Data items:
[Start of Attachment]

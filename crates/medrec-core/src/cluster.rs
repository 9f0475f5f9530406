//! Density clustering of page embeddings.
//!
//! Pages are clustered with DBSCAN over a precomputed cosine-distance
//! matrix. A page counts as its own neighbour, a page with at least
//! `min_samples` neighbours within `eps` is a core page, and border pages
//! join the first cluster that reaches them. Cluster labels are numbered in
//! discovery order; pages in no cluster get [`NOISE_LABEL`].

use medrec_model::{ClusterLabel, ClusteringOptions, NOISE_LABEL};
use tracing::debug;

use crate::error::{CoreError, Result};

/// Pairwise cosine distances (`1 - cos`) clipped to `[0, 2]`, with an exact
/// zero diagonal. A zero vector has similarity 0 with everything.
pub fn cosine_distance_matrix(embeddings: &[Vec<f32>]) -> Vec<Vec<f32>> {
    let norms: Vec<f32> = embeddings.iter().map(|v| l2_norm(v)).collect();
    let n = embeddings.len();
    let mut matrix = vec![vec![0.0_f32; n]; n];
    for i in 0..n {
        for j in (i + 1)..n {
            let similarity = if norms[i] == 0.0 || norms[j] == 0.0 {
                0.0
            } else {
                dot(&embeddings[i], &embeddings[j]) / (norms[i] * norms[j])
            };
            let distance = (1.0 - similarity).clamp(0.0, 2.0);
            matrix[i][j] = distance;
            matrix[j][i] = distance;
        }
    }
    matrix
}

fn dot(a: &[f32], b: &[f32]) -> f32 {
    a.iter().zip(b).map(|(x, y)| x * y).sum()
}

fn l2_norm(v: &[f32]) -> f32 {
    dot(v, v).sqrt()
}

/// DBSCAN over a square distance matrix.
pub fn dbscan(distances: &[Vec<f32>], eps: f32, min_samples: usize) -> Vec<ClusterLabel> {
    let n = distances.len();
    let neighborhoods: Vec<Vec<usize>> = distances
        .iter()
        .map(|row| {
            row.iter()
                .enumerate()
                .filter(|(_, distance)| **distance <= eps)
                .map(|(j, _)| j)
                .collect()
        })
        .collect();
    let is_core: Vec<bool> = neighborhoods
        .iter()
        .map(|neighbors| neighbors.len() >= min_samples)
        .collect();

    let mut labels = vec![NOISE_LABEL; n];
    let mut next_label: ClusterLabel = 0;
    let mut stack = Vec::new();
    for seed in 0..n {
        if labels[seed] != NOISE_LABEL || !is_core[seed] {
            continue;
        }
        stack.push(seed);
        while let Some(point) = stack.pop() {
            if labels[point] != NOISE_LABEL {
                continue;
            }
            labels[point] = next_label;
            if !is_core[point] {
                continue;
            }
            for &neighbor in &neighborhoods[point] {
                if labels[neighbor] == NOISE_LABEL {
                    stack.push(neighbor);
                }
            }
        }
        next_label += 1;
    }
    labels
}

/// Clusters one embedding per page. All embeddings must share a dimension.
pub fn cluster_embeddings(
    embeddings: &[Vec<f32>],
    options: &ClusteringOptions,
) -> Result<Vec<ClusterLabel>> {
    if let Some(first) = embeddings.first() {
        let expected = first.len();
        if let Some((index, actual)) = embeddings
            .iter()
            .map(Vec::len)
            .enumerate()
            .find(|(_, len)| *len != expected)
        {
            return Err(CoreError::EmbeddingDimension {
                index,
                expected,
                actual,
            });
        }
    }
    let distances = cosine_distance_matrix(embeddings);
    let labels = dbscan(&distances, options.eps, options.min_samples);
    debug!(
        pages = labels.len(),
        clusters = labels
            .iter()
            .copied()
            .max()
            .map_or(0, |max| max + 1),
        noise = labels.iter().filter(|l| **l == NOISE_LABEL).count(),
        "clustered page embeddings"
    );
    Ok(labels)
}

#[cfg(test)]
mod tests {
    use super::*;

    fn options() -> ClusteringOptions {
        ClusteringOptions::default()
    }

    #[test]
    fn distance_matrix_properties() {
        let m = cosine_distance_matrix(&[vec![1.0, 0.0], vec![0.0, 1.0], vec![-1.0, 0.0]]);
        assert_eq!(m[0][0], 0.0);
        assert!((m[0][1] - 1.0).abs() < 1e-6);
        assert!((m[0][2] - 2.0).abs() < 1e-6);
        assert_eq!(m[1][0], m[0][1]);
    }

    #[test]
    fn zero_vector_is_at_distance_one() {
        let m = cosine_distance_matrix(&[vec![0.0, 0.0], vec![1.0, 0.0]]);
        assert_eq!(m[0][1], 1.0);
    }

    #[test]
    fn two_groups_and_noise() {
        let embeddings = vec![
            vec![1.0, 0.0, 0.0],
            vec![0.99, 0.1, 0.0],
            vec![0.0, 1.0, 0.0],
            vec![0.0, 0.98, 0.1],
            vec![0.0, 0.0, 1.0],
        ];
        let labels = cluster_embeddings(&embeddings, &options()).expect("clusters");
        assert_eq!(labels, vec![0, 0, 1, 1, -1]);
    }

    #[test]
    fn labels_follow_discovery_order() {
        let embeddings = vec![
            vec![0.0, 1.0],
            vec![1.0, 0.0],
            vec![0.0, 1.0],
            vec![1.0, 0.0],
        ];
        let distances = cosine_distance_matrix(&embeddings);
        assert_eq!(dbscan(&distances, 0.1, 2), vec![0, 1, 0, 1]);
    }

    #[test]
    fn single_page_is_noise() {
        let labels = cluster_embeddings(&[vec![1.0, 0.0]], &options()).expect("clusters");
        assert_eq!(labels, vec![NOISE_LABEL]);
    }

    #[test]
    fn min_samples_one_makes_every_page_a_cluster() {
        let distances = cosine_distance_matrix(&[vec![1.0, 0.0], vec![0.0, 1.0]]);
        assert_eq!(dbscan(&distances, 0.1, 1), vec![0, 1]);
    }

    #[test]
    fn border_page_joins_first_cluster() {
        // Page 1 is within eps of pages 0 and 2, which are not within eps
        // of each other; with min_samples 3 only page 1 is core.
        let distances = vec![
            vec![0.0, 0.5, 1.0],
            vec![0.5, 0.0, 0.5],
            vec![1.0, 0.5, 0.0],
        ];
        assert_eq!(dbscan(&distances, 0.6, 3), vec![0, 0, 0]);
    }

    #[test]
    fn empty_input() {
        assert!(cluster_embeddings(&[], &options()).expect("clusters").is_empty());
    }

    #[test]
    fn dimension_mismatch_is_an_error() {
        let err = cluster_embeddings(&[vec![1.0, 0.0], vec![1.0]], &options()).unwrap_err();
        assert!(matches!(
            err,
            CoreError::EmbeddingDimension {
                index: 1,
                expected: 2,
                actual: 1
            }
        ));
    }
}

[End of Attachment]

What you are asked to do:
Quote every line of the data, word for word.

Answer to this problem:
filename crates/medrec-core/src/cluster.rs
repository 9f0475f5f9530406
//! Density clustering of page embeddings.
//!
//! Pages are clustered with DBSCAN over a precomputed cosine-distance
//! matrix. A page counts as its own neighbour, a page with at least
//! `min_samples` neighbours within `eps` is a core page, and border pages
//! join the first cluster that reaches them. Cluster labels are numbered in
//! discovery order; pages in no cluster get [`NOISE_LABEL`].

use medrec_model::{ClusterLabel, ClusteringOptions, NOISE_LABEL};
use tracing::debug;

use crate::error::{CoreError, Result};

/// Pairwise cosine distances (`1 - cos`) clipped to `[0, 2]`, with an exact
/// zero diagonal. A zero vector has similarity 0 with everything.
pub fn cosine_distance_matrix(embeddings: &[Vec<f32>]) -> Vec<Vec<f32>> {
    let norms: Vec<f32> = embeddings.iter().map(|v| l2_norm(v)).collect();
    let n = embeddings.len();
    let mut matrix = vec![vec![0.0_f32; n]; n];
    for i in 0..n {
        for j in (i + 1)..n {
            let similarity = if norms[i] == 0.0 || norms[j] == 0.0 {
                0.0
            } else {
                dot(&embeddings[i], &embeddings[j]) / (norms[i] * norms[j])
            };
            let distance = (1.0 - similarity).clamp(0.0, 2.0);
            matrix[i][j] = distance;
            matrix[j][i] = distance;
        }
    }
    matrix
}

fn dot(a: &[f32], b: &[f32]) -> f32 {
    a.iter().zip(b).map(|(x, y)| x * y).sum()
}

fn l2_norm(v: &[f32]) -> f32 {
    dot(v, v).sqrt()
}

/// DBSCAN over a square distance matrix.
pub fn dbscan(distances: &[Vec<f32>], eps: f32, min_samples: usize) -> Vec<ClusterLabel> {
    let n = distances.len();
    let neighborhoods: Vec<Vec<usize>> = distances
        .iter()
        .map(|row| {
            row.iter()
                .enumerate()
                .filter(|(_, distance)| **distance <= eps)
                .map(|(j, _)| j)
                .collect()
        })
        .collect();
    let is_core: Vec<bool> = neighborhoods
        .iter()
        .map(|neighbors| neighbors.len() >= min_samples)
        .collect();

    let mut labels = vec![NOISE_LABEL; n];
    let mut next_label: ClusterLabel = 0;
    let mut stack = Vec::new();
    for seed in 0..n {
        if labels[seed] != NOISE_LABEL || !is_core[seed] {
            continue;
        }
        stack.push(seed);
        while let Some(point) = stack.pop() {
            if labels[point] != NOISE_LABEL {
                continue;
            }
            labels[point] = next_label;
            if !is_core[point] {
                continue;
            }
            for &neighbor in &neighborhoods[point] {
                if labels[neighbor] == NOISE_LABEL {
                    stack.push(neighbor);
                }
            }
        }
        next_label += 1;
    }
    labels
}

/// Clusters one embedding per page. All embeddings must share a dimension.
pub fn cluster_embeddings(
    embeddings: &[Vec<f32>],
    options: &ClusteringOptions,
) -> Result<Vec<ClusterLabel>> {
    if let Some(first) = embeddings.first() {
        let expected = first.len();
        if let Some((index, actual)) = embeddings
            .iter()
            .map(Vec::len)
            .enumerate()
            .find(|(_, len)| *len != expected)
        {
            return Err(CoreError::EmbeddingDimension {
                index,
                expected,
                actual,
            });
        }
    }
    let distances = cosine_distance_matrix(embeddings);
    let labels = dbscan(&distances, options.eps, options.min_samples);
    debug!(
        pages = labels.len(),
        clusters = labels
            .iter()
            .copied()
            .max()
            .map_or(0, |max| max + 1),
        noise = labels.iter().filter(|l| **l == NOISE_LABEL).count(),
        "clustered page embeddings"
    );
    Ok(labels)
}

#[cfg(test)]
mod tests {
    use super::*;

    fn options() -> ClusteringOptions {
        ClusteringOptions::default()
    }

    #[test]
    fn distance_matrix_properties() {
        let m = cosine_distance_matrix(&[vec![1.0, 0.0], vec![0.0, 1.0], vec![-1.0, 0.0]]);
        assert_eq!(m[0][0], 0.0);
        assert!((m[0][1] - 1.0).abs() < 1e-6);
        assert!((m[0][2] - 2.0).abs() < 1e-6);
        assert_eq!(m[1][0], m[0][1]);
    }

    #[test]
    fn zero_vector_is_at_distance_one() {
        let m = cosine_distance_matrix(&[vec![0.0, 0.0], vec![1.0, 0.0]]);
        assert_eq!(m[0][1], 1.0);
    }

    #[test]
    fn two_groups_and_noise() {
        let embeddings = vec![
            vec![1.0, 0.0, 0.0],
            vec![0.99, 0.1, 0.0],
            vec![0.0, 1.0, 0.0],
            vec![0.0, 0.98, 0.1],
            vec![0.0, 0.0, 1.0],
        ];
        let labels = cluster_embeddings(&embeddings, &options()).expect("clusters");
        assert_eq!(labels, vec![0, 0, 1, 1, -1]);
    }

    #[test]
    fn labels_follow_discovery_order() {
        let embeddings = vec![
            vec![0.0, 1.0],
            vec![1.0, 0.0],
            vec![0.0, 1.0],
            vec![1.0, 0.0],
        ];
        let distances = cosine_distance_matrix(&embeddings);
        assert_eq!(dbscan(&distances, 0.1, 2), vec![0, 1, 0, 1]);
    }

    #[test]
    fn single_page_is_noise() {
        let labels = cluster_embeddings(&[vec![1.0, 0.0]], &options()).expect("clusters");
        assert_eq!(labels, vec![NOISE_LABEL]);
    }

    #[test]
    fn min_samples_one_makes_every_page_a_cluster() {
        let distances = cosine_distance_matrix(&[vec![1.0, 0.0], vec![0.0, 1.0]]);
        assert_eq!(dbscan(&distances, 0.1, 1), vec![0, 1]);
    }

    #[test]
    fn border_page_joins_first_cluster() {
        // Page 1 is within eps of pages 0 and 2, which are not within eps
        // of each other; with min_samples 3 only page 1 is core.
        let distances = vec![
            vec![0.0, 0.5, 1.0],
            vec![0.5, 0.0, 0.5],
            vec![1.0, 0.5, 0.0],
        ];
        assert_eq!(dbscan(&distances, 0.6, 3), vec![0, 0, 0]);
    }

    #[test]
    fn empty_input() {
        assert!(cluster_embeddings(&[], &options()).expect("clusters").is_empty());
    }

    #[test]
    fn dimension_mismatch_is_an_error() {
        let err = cluster_embeddings(&[vec![1.0, 0.0], vec![1.0]], &options()).unwrap_err();
        assert!(matches!(
            err,
            CoreError::EmbeddingDimension {
                index: 1,
                expected: 2,
                actual: 1
            }
        ));
    }
}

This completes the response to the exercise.